Quelques points clés
PHRCI Grand Ouest
Regovar est un projet de recherche financé par les CHU du réseau HUGO. Il vise à développer un logiciel d'analyse de données de séquençage haut débit, depuis la récupération des fichiers produits par les séquenceurs, jusqu'à la génération de rapports, de comptes-rendus d'analyse en passant par les contrôles de qualité, la détection, l'annotation, le filtrage, la priorisation et la visualisation de variants.
Libre et open-source
Pas de contraintes contractuelles ni budgétaires. Regovar est un logiciel libre (sous licence AGPLv3) et gratuit, tout comme les technologies sur lesquelles il se base.
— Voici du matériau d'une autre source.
/// A switch with a structurally guaranteed default branch: the lowering
/// synthesises a break-only default when the source has none.
#[derive(Debug, Clone, PartialEq, Serialize, Deserialize)]
pub struct SwitchStatement {
    pub subject: Expression,
    pub cases: Vec<SwitchCase>,
    pub default: CompoundStatement,
}

#[derive(Debug, Clone, PartialEq, Serialize, Deserialize)]
pub struct WhileStatement {
    pub condition: Expression,
    pub body: CompoundStatement,
}

#[derive(Debug, Clone, PartialEq, Serialize, Deserialize)]
pub struct RepeatWhileStatement {
    pub body: CompoundStatement,
    pub condition: Expression,
}

#[derive(Debug, Clone, PartialEq, Serialize, Deserialize)]
pub struct ForInStatement {
    pub binding: String,
    pub sequence: Expression,
    pub body: CompoundStatement,
}

#[derive(Debug, Clone, PartialEq, Serialize, Deserialize)]
pub struct CatchBlock {
    pub binding: Option<String>,
    pub body: CompoundStatement,
}

#[derive(Debug, Clone, PartialEq, Serialize, Deserialize)]
pub struct DoStatement {
    pub body: CompoundStatement,
    pub catch_blocks: Vec<CatchBlock>,
}

#[derive(Debug, Clone, PartialEq, Serialize, Deserialize)]
pub struct LocalFunction {
    pub name: String,
    pub parameters: Vec<ClosureParameter>,
    pub return_type: SwiftType,
    pub body: CompoundStatement,
}

/// A statement the lowering could not translate. The original source text
/// survives verbatim so the emitter can reproduce it as a block comment.
#[derive(Debug, Clone, PartialEq, Serialize, Deserialize)]
pub struct UnknownStatement {
    pub source_text: String,
    pub range: SourceRange,
}
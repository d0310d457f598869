use engine::passes::{
    CancellationToken, IntentionPass, PassContext, PropertySynthesis, TypeFragmentMerge,
};
use engine::{translate_sources, SourceFile, TranslationOptions};
use ir::{PropertyMode, StatementKind, SwiftType, TypeKind};
use parsers::TypeMapperContext;
use std::path::PathBuf;

const PERSON_H: &str = r#"
#import <Foundation/Foundation.h>

NS_ASSUME_NONNULL_BEGIN

@interface Person : NSObject <NSCopying>
@property (nonatomic, copy) NSString *name;
@property (nonatomic, readonly) NSInteger age;
- (NSString *)greet;
- (void)celebrate;
@end

NS_ASSUME_NONNULL_END
"#;

const PERSON_M: &str = r#"
#import "Person.h"

@implementation Person

- (NSString *)greet {
    return self.name;
}

- (void)celebrate {
    for (int i = 0; i < 3; i++) {
        [self cheer];
    }
    return;
    [self cheer];
}

@end
"#;

fn sources() -> Vec<SourceFile> {
    vec![
        SourceFile {
            path: PathBuf::from("Person.h"),
            source: PERSON_H.to_string(),
            is_header: true,
        },
        SourceFile {
            path: PathBuf::from("Person.m"),
            source: PERSON_M.to_string(),
            is_header: false,
        },
    ]
}

#[test]
fn pipeline_merges_fragments_into_one_type() {
    let translation = translate_sources(sources(), &TranslationOptions::default()).unwrap();
    let graph = &translation.graph;

    let person = graph.type_named("Person").expect("Person survives");
    let ty = graph.type_intention(person).unwrap();
    assert_eq!(ty.kind, TypeKind::Class);
    assert_eq!(ty.supertype.as_deref(), Some("NSObject"));
    // The implementation fragment was folded in; only one Person remains.
    let person_count = graph
        .type_ids()
        .into_iter()
        .filter(|&id| graph.type_intention(id).map(|t| t.name.as_str()) == Some("Person"))
        .count();
    assert_eq!(person_count, 1);

    // The interface declaration adopted the implementation body.
    let greet = graph
        .method_matching_selector(person, &ir::Selector::unary("greet"))
        .unwrap();
    assert!(graph.method(greet).unwrap().body.is_some());
}

#[test]
fn pipeline_resolves_nullability_from_nonnull_region() {
    let translation = translate_sources(sources(), &TranslationOptions::default()).unwrap();
    let graph = &translation.graph;
    let person = graph.type_named("Person").unwrap();
    let name = graph
        .property(graph.property_named(person, "name").unwrap())
        .unwrap();
    // Declared inside NS_ASSUME_NONNULL: no optionality wrapper survives.
    assert_eq!(name.storage.ty, SwiftType::string());
}

#[test]
fn pipeline_promotes_readonly_and_infers_counted_loop() {
    let translation = translate_sources(sources(), &TranslationOptions::default()).unwrap();
    let graph = &translation.graph;
    let person = graph.type_named("Person").unwrap();

    let age = graph
        .property(graph.property_named(person, "age").unwrap())
        .unwrap();
    assert!(age.storage.is_constant, "readonly stored property becomes let");

    let celebrate = graph
        .method_matching_selector(person, &ir::Selector::unary("celebrate"))
        .unwrap();
    let body = graph.method(celebrate).unwrap().body.as_ref().unwrap();
    assert!(matches!(
        body.statements.statements[0].kind,
        StatementKind::ForIn(_)
    ));
}

#[test]
fn pipeline_removes_statements_after_return() {
    let translation = translate_sources(sources(), &TranslationOptions::default()).unwrap();
    let graph = &translation.graph;
    let person = graph.type_named("Person").unwrap();
    let celebrate = graph
        .method_matching_selector(person, &ir::Selector::unary("celebrate"))
        .unwrap();
    let body = graph.method(celebrate).unwrap().body.as_ref().unwrap();
    // for-in, return; the trailing cheer is unreachable and swept.
    assert_eq!(body.statements.statements.len(), 2);
    assert!(matches!(
        body.statements.statements[1].kind,
        StatementKind::Return(None)
    ));
}

#[test]
fn property_synthesis_is_idempotent() {
    let source = r#"
@interface Counter : NSObject
@property (nonatomic) NSInteger count;
@end

@implementation Counter
- (NSInteger)count {
    return [self load];
}
- (void)setCount:(NSInteger)value {
    [self store:value];
}
@end
"#;
    let mut graph = ir::IntentionGraph::new();
    let mut mapper = TypeMapperContext::new();
    parsers::collect_known_names(&parsers::parse_source(source, "Counter.m"), &mut mapper);
    parsers::lower_source(&mut graph, source, "Counter.m", false, &mapper);

    let cancellation = CancellationToken::new();
    let ctx = PassContext {
        mapper: &mapper,
        cancellation: &cancellation,
    };
    let mut merge = TypeFragmentMerge;
    merge.run(&mut graph, &ctx);

    let mut pass = PropertySynthesis;
    let first = pass.run(&mut graph, &ctx);
    let second = pass.run(&mut graph, &ctx);
    assert!(first, "accessor methods fold into the property");
    assert!(!second, "a second run must report no change");

    let counter = graph.type_named("Counter").unwrap();
    let count = graph
        .property(graph.property_named(counter, "count").unwrap())
        .unwrap();
    assert!(matches!(count.mode, PropertyMode::Accessors { .. }));
    // The folded accessor methods are gone from the type.
    assert!(graph
        .method_matching_selector(counter, &ir::Selector::unary("count"))
        .is_none());
}

#[test]
fn trivial_backing_accessors_collapse_to_stored_form() {
    let source = r#"
@interface Box : NSObject
@property (nonatomic) NSInteger value;
@end

@implementation Box
- (NSInteger)value {
    return _value;
}
- (void)setValue:(NSInteger)value {
    _value = value;
}
@end
"#;
    let mut graph = ir::IntentionGraph::new();
    let mut mapper = TypeMapperContext::new();
    parsers::collect_known_names(&parsers::parse_source(source, "Box.m"), &mut mapper);
    parsers::lower_source(&mut graph, source, "Box.m", false, &mapper);

    let cancellation = CancellationToken::new();
    let ctx = PassContext {
        mapper: &mapper,
        cancellation: &cancellation,
    };
    TypeFragmentMerge.run(&mut graph, &ctx);
    PropertySynthesis.run(&mut graph, &ctx);

    let ty = graph.type_named("Box").unwrap();
    let value = graph
        .property(graph.property_named(ty, "value").unwrap())
        .unwrap();
    assert!(
        matches!(value.mode, PropertyMode::Field),
        "trivial accessors collapse to stored form"
    );
    assert!(graph
        .method_matching_selector(ty, &ir::Selector::unary("value"))
        .is_none());
}

#[test]
fn protocol_conformance_synthesis_generates_missing_members() {
    let source = r#"
@protocol Greeter
@property (nonatomic, readonly) NSString *salutation;
- (void)greet;
@end

@interface Robot : NSObject <Greeter>
@end
"#;
    let mut graph = ir::IntentionGraph::new();
    let mut mapper = TypeMapperContext::new();
    parsers::collect_known_names(&parsers::parse_source(source, "Robot.h"), &mut mapper);
    parsers::lower_source(&mut graph, source, "Robot.h", true, &mapper);

    let cancellation = CancellationToken::new();
    let ctx = PassContext {
        mapper: &mapper,
        cancellation: &cancellation,
    };
    PropertySynthesis.run(&mut graph, &ctx);

    let robot = graph.type_named("Robot").unwrap();
    assert!(graph.property_named(robot, "salutation").is_some());
    let greet = graph
        .method_matching_selector(robot, &ir::Selector::unary("greet"))
        .expect("stub generated from protocol descriptor");
    assert!(graph.method(greet).unwrap().body.is_some());
}

#[test]
fn emitted_swift_contains_the_expected_shapes() {
    let translation = translate_sources(sources(), &TranslationOptions::default()).unwrap();
    let files = engine::emit_graph(&translation.graph);
    let header = files
        .iter()
        .find(|f| f.path.to_string_lossy().ends_with("Person.swift"))
        .expect("header-derived output");
    let text = engine::render(&header.syntax);

    assert!(text.contains("import Foundation"), "{text}");
    assert!(text.contains("class Person: NSObject, NSCopying {"), "{text}");
    assert!(text.contains("var name: String"), "{text}");
    assert!(text.contains("let age: Int"), "{text}");
    assert!(text.contains("for i in 0..<3 {"), "{text}");
    assert!(text.contains("func greet() -> String"), "{text}");
}
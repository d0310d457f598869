use clap::{Args as ClapArgs, Parser, Subcommand, ValueEnum};
use std::path::PathBuf;

fn default_threads() -> usize {
    std::thread::available_parallelism().map_or(1, |n| n.get())
}

fn parse_threads(s: &str) -> Result<usize, String> {
    let v: usize = s
        .parse()
        .map_err(|e: std::num::ParseIntError| e.to_string())?;
    if v == 0 {
        Err("threads must be greater than 0".into())
    } else {
        Ok(v)
    }
}

#[derive(Parser)]
#[command(
    author,
    version,
    about = "uplift - Objective-C to Swift source translator",
    long_about = "uplift reads Objective-C headers and implementations, builds an \
intention model of the Swift program to generate, runs analysis passes over it \
and emits Swift source.

Examples:
  uplift translate Sources/            # Translate a directory tree
  uplift translate Person.m            # Translate a single file to stdout
  uplift translate . --format json     # Dump the finalised intention graph",
    subcommand_required = true
)]
pub struct Cli {
    #[command(subcommand)]
    pub command: Commands,
}

#[derive(Subcommand)]
pub enum Commands {
    /// Translate Objective-C sources to Swift
    Translate(TranslateArgs),
}

#[derive(ClapArgs)]
pub struct TranslateArgs {
    /// Path to translate (a file or a directory tree)
    pub path: PathBuf,
    /// Directory to write .swift files into; stdout when omitted
    #[arg(long)]
    pub output: Option<PathBuf>,
    /// Output format
    #[arg(long, value_enum, default_value_t = Format::Text)]
    pub format: Format,
    /// Number of parser threads
    #[arg(long, default_value_t = default_threads(), value_parser = parse_threads)]
    pub threads: usize,
    /// Pass-schedule iteration cap
    #[arg(long, default_value_t = engine::DEFAULT_MAX_ITERATIONS)]
    pub max_iterations: usize,
    /// Suppress log output
    #[arg(long, short)]
    pub quiet: bool,
    /// Verbose diagnostics, including structured engine events
    #[arg(long)]
    pub debug: bool,
}

#[derive(Clone, Copy, PartialEq, Eq, ValueEnum)]
pub enum Format {
    /// Rendered Swift source
    Text,
    /// JSON dump of the finalised intention graph
    Json,
}

pub fn parse_cli() -> Cli {
    Cli::parse()
}
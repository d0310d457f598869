//! Translation driver: front-end fan-out, intention-graph assembly, the
//! pass schedule, and emission.
//!
//! Parsing runs per file on the rayon pool; lowering targets disjoint file
//! intentions but merges into the shared graph on the driver thread only.
//! Passes then run single-threaded to fixed point.

use anyhow::Result;
use ir::{IntentionGraph, IntentionKind, StatementKind, SwiftType};
use parsers::{FrontendMetrics, LoweringContext, ParseContext, TypeMapperContext};
use rayon::prelude::*;
use std::collections::HashSet;
use std::path::PathBuf;
use tracing::{debug, info};

pub mod cfg_builder;
pub mod debug;
pub mod emit;
pub mod passes;

pub use cfg_builder::{build_cfg, build_cfg_rooted};
pub use debug::{set_debug_sink, DebugEvent, DebugSink};
pub use emit::{emit_graph, render, EmittedFile, SwiftSyntax};
pub use passes::{
    CancellationToken, IntentionPass, PassContext, PassSchedule, DEFAULT_MAX_ITERATIONS,
};

use debug::{emit, DebugEvent as Event};

/// One input to a translation run.
#[derive(Debug, Clone)]
pub struct SourceFile {
    pub path: PathBuf,
    pub source: String,
    pub is_header: bool,
}

#[derive(Debug, Clone)]
pub struct TranslationOptions {
    pub max_iterations: usize,
    pub cancellation: CancellationToken,
}

impl Default for TranslationOptions {
    fn default() -> Self {
        Self {
            max_iterations: DEFAULT_MAX_ITERATIONS,
            cancellation: CancellationToken::new(),
        }
    }
}

/// The finalised product of a run: the graph plus the name tables it was
/// resolved against.
pub struct Translation {
    pub graph: IntentionGraph,
    pub mapper: TypeMapperContext,
    pub metrics: FrontendMetrics,
    pub sweeps: usize,
}

/// Runs the whole pipeline over a set of in-memory sources.
pub fn translate_sources(
    files: Vec<SourceFile>,
    options: &TranslationOptions,
) -> Result<Translation> {
    // Front-end fan-out; parse trees are independent per file.
    let units: Vec<(SourceFile, ParseContext)> = files
        .into_par_iter()
        .map(|file| {
            emit(Event::ParseStart {
                path: file.path.clone(),
            });
            let unit = parsers::parse_source(&file.source, &file.path.to_string_lossy());
            emit(Event::ParseEnd {
                path: file.path.clone(),
            });
            (file, unit)
        })
        .collect();

    // Name collection must see every file before any lowering resolves a
    // cross-file reference.
    let mut mapper = TypeMapperContext::new();
    for (_, unit) in &units {
        parsers::collect_known_names(unit, &mut mapper);
    }

    // Merge into the shared graph on the driver thread.
    let mut graph = IntentionGraph::new();
    let mut metrics = FrontendMetrics::default();
    for (file, unit) in &units {
        let lc = LoweringContext::new(file.path.to_string_lossy(), file.is_header, &mapper);
        parsers::lower_translation_unit(&mut graph, unit, &lc);
        metrics.files_parsed += 1;
        metrics.unknown_regions += parsers::count_unknown_regions(unit);
        debug!(file = %file.path.display(), "lowered");
    }
    metrics.types_lowered = graph.type_ids().len();

    report_imports(&graph);
    report_unknown_statements(&graph);
    report_unknown_types(&graph, &mapper);
    report_protocol_cycles(&graph);

    let mut schedule = PassSchedule::standard(options.max_iterations);
    let ctx = PassContext {
        mapper: &mapper,
        cancellation: &options.cancellation,
    };
    let sweeps = schedule.run(&mut graph, &ctx);
    info!(sweeps, "pass schedule finished");

    Ok(Translation {
        graph,
        mapper,
        metrics,
        sweeps,
    })
}

fn report_imports(graph: &IntentionGraph) {
    for &file_id in graph.files() {
        let Some(file) = graph.file(file_id) else {
            continue;
        };
        for import in &file.imports {
            emit(Event::ImportReference {
                from: PathBuf::from(&file.path),
                target: import.clone(),
            });
        }
    }
}

fn report_unknown_statements(graph: &IntentionGraph) {
    for intention in graph.intentions() {
        let body = match &intention.kind {
            IntentionKind::Method(m) => m.body.as_ref(),
            _ => None,
        };
        let Some(body) = body else { continue };
        for stmt in &body.statements.statements {
            report_unknowns_in(stmt);
        }
    }
}

fn report_unknowns_in(stmt: &ir::Statement) {
    if let StatementKind::Unknown(unknown) = &stmt.kind {
        emit(Event::StatementNotRecognized {
            range: unknown.range.clone(),
            source_text: unknown.source_text.clone(),
        });
    }
    // Nested statements carry their own unknowns.
    match &stmt.kind {
        StatementKind::If(s) => {
            s.body.statements.iter().for_each(report_unknowns_in);
            if let Some(e) = &s.else_body {
                e.statements.iter().for_each(report_unknowns_in);
            }
        }
        StatementKind::Switch(s) => {
            for case in &s.cases {
                case.body.statements.iter().for_each(report_unknowns_in);
            }
            s.default.statements.iter().for_each(report_unknowns_in);
        }
        StatementKind::While(s) => s.body.statements.iter().for_each(report_unknowns_in),
        StatementKind::RepeatWhile(s) => s.body.statements.iter().for_each(report_unknowns_in),
        StatementKind::ForIn(s) => s.body.statements.iter().for_each(report_unknowns_in),
        StatementKind::Do(s) => {
            s.body.statements.iter().for_each(report_unknowns_in);
            for catch in &s.catch_blocks {
                catch.body.statements.iter().for_each(report_unknowns_in);
            }
        }
        StatementKind::Defer(b) | StatementKind::Compound(b) => {
            b.statements.iter().for_each(report_unknowns_in)
        }
        StatementKind::LocalFunction(f) => {
            f.body.statements.iter().for_each(report_unknowns_in)
        }
        _ => {}
    }
}

fn report_unknown_types(graph: &IntentionGraph, mapper: &TypeMapperContext) {
    let mut seen: HashSet<(String, String)> = HashSet::new();
    for intention in graph.intentions() {
        let file = intention
            .origin
            .as_ref()
            .map(|o| o.range.file.clone())
            .unwrap_or_default();
        let mut check = |ty: &SwiftType| {
            for name in nominal_names(ty) {
                if !mapper.is_known_name(&name)
                    && graph.type_named(&name).is_none()
                    && !is_swift_builtin(&name)
                    && seen.insert((name.clone(), file.clone()))
                {
                    emit(Event::UnknownType {
                        name,
                        file: file.clone(),
                    });
                }
            }
        };
        match &intention.kind {
            IntentionKind::Property(p) => check(&p.storage.ty),
            IntentionKind::GlobalVariable(g) => check(&g.storage.ty),
            IntentionKind::Method(m) => {
                check(&m.signature.return_type);
                for param in &m.signature.parameters {
                    check(&param.ty);
                }
            }
            _ => {}
        }
    }
}

fn nominal_names(ty: &SwiftType) -> Vec<String> {
    match ty {
        SwiftType::Nominal(name) => vec![name.clone()],
        SwiftType::Generic(name, args) => {
            let mut names = vec![name.clone()];
            names.extend(args.iter().flat_map(nominal_names));
            names
        }
        SwiftType::Optional(inner) | SwiftType::Unspecified(inner) | SwiftType::Array(inner) => {
            nominal_names(inner)
        }
        SwiftType::Dictionary(key, value) => {
            let mut names = nominal_names(key);
            names.extend(nominal_names(value));
            names
        }
        SwiftType::Function {
            parameters,
            returns,
        } => {
            let mut names: Vec<String> = parameters.iter().flat_map(nominal_names).collect();
            names.extend(nominal_names(returns));
            names
        }
        SwiftType::Void => Vec::new(),
    }
}

/// Names the mapper itself introduces; not worth an unknown-type event.
fn is_swift_builtin(name: &str) -> bool {
    matches!(
        name,
        "Int" | "UInt" | "Bool" | "Float" | "Double" | "String" | "CGFloat" | "CChar" | "UInt8"
            | "Data" | "Date" | "URL" | "AnyObject" | "AnyClass" | "Self" | "Selector" | "Set"
            | "TimeInterval" | "UnsafeMutablePointer" | "Range" | "ClosedRange" | "NSObject"
    )
}

/// Protocol conformance chains that loop back onto themselves.
fn report_protocol_cycles(graph: &IntentionGraph) {
    for type_id in graph.type_ids() {
        let Some(ty) = graph.type_intention(type_id) else {
            continue;
        };
        if ty.kind != ir::TypeKind::Protocol {
            continue;
        }
        let mut visited = HashSet::new();
        let mut stack: Vec<String> = ty
            .conformances
            .iter()
            .filter_map(|&c| graph.conformance(c).map(|c| c.protocol_name.clone()))
            .collect();
        while let Some(name) = stack.pop() {
            if name == ty.name {
                emit(Event::ProtocolCycle {
                    type_name: ty.name.clone(),
                    protocol_name: name,
                });
                break;
            }
            if !visited.insert(name.clone()) {
                continue;
            }
            if let Some(next_id) = graph.type_named(&name) {
                if let Some(next) = graph.type_intention(next_id) {
                    stack.extend(
                        next.conformances
                            .iter()
                            .filter_map(|&c| graph.conformance(c).map(|c| c.protocol_name.clone())),
                    );
                }
            }
        }
    }
}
Rejoignez les sept CHU impliqués dans ce projet collaboratif sans limites institutionnelles ou géographiques.
Panel, exome, génome
La base de données de Regovar a été conçue pour permettre le traitement efficace de grandes quantités de données liées à l'analyse régulière de génomes. La souplesse des outils développés pour Regovar permet de manipuler ces données facilement, que l'on travaille sur des panels de gènes, des exomes ou des génomes complets.
Diagnostic et recherche
Regovar a été conçu pour une utilisation aussi bien en recherche qu'en diagnostic. Afin de répondre aux normes requises pour le diagnostic, Regovar garantit une tracabilité exhaustive des actions réalisées sur les données et de rejouer n'importe quelle analyse dans les conditions d'origine.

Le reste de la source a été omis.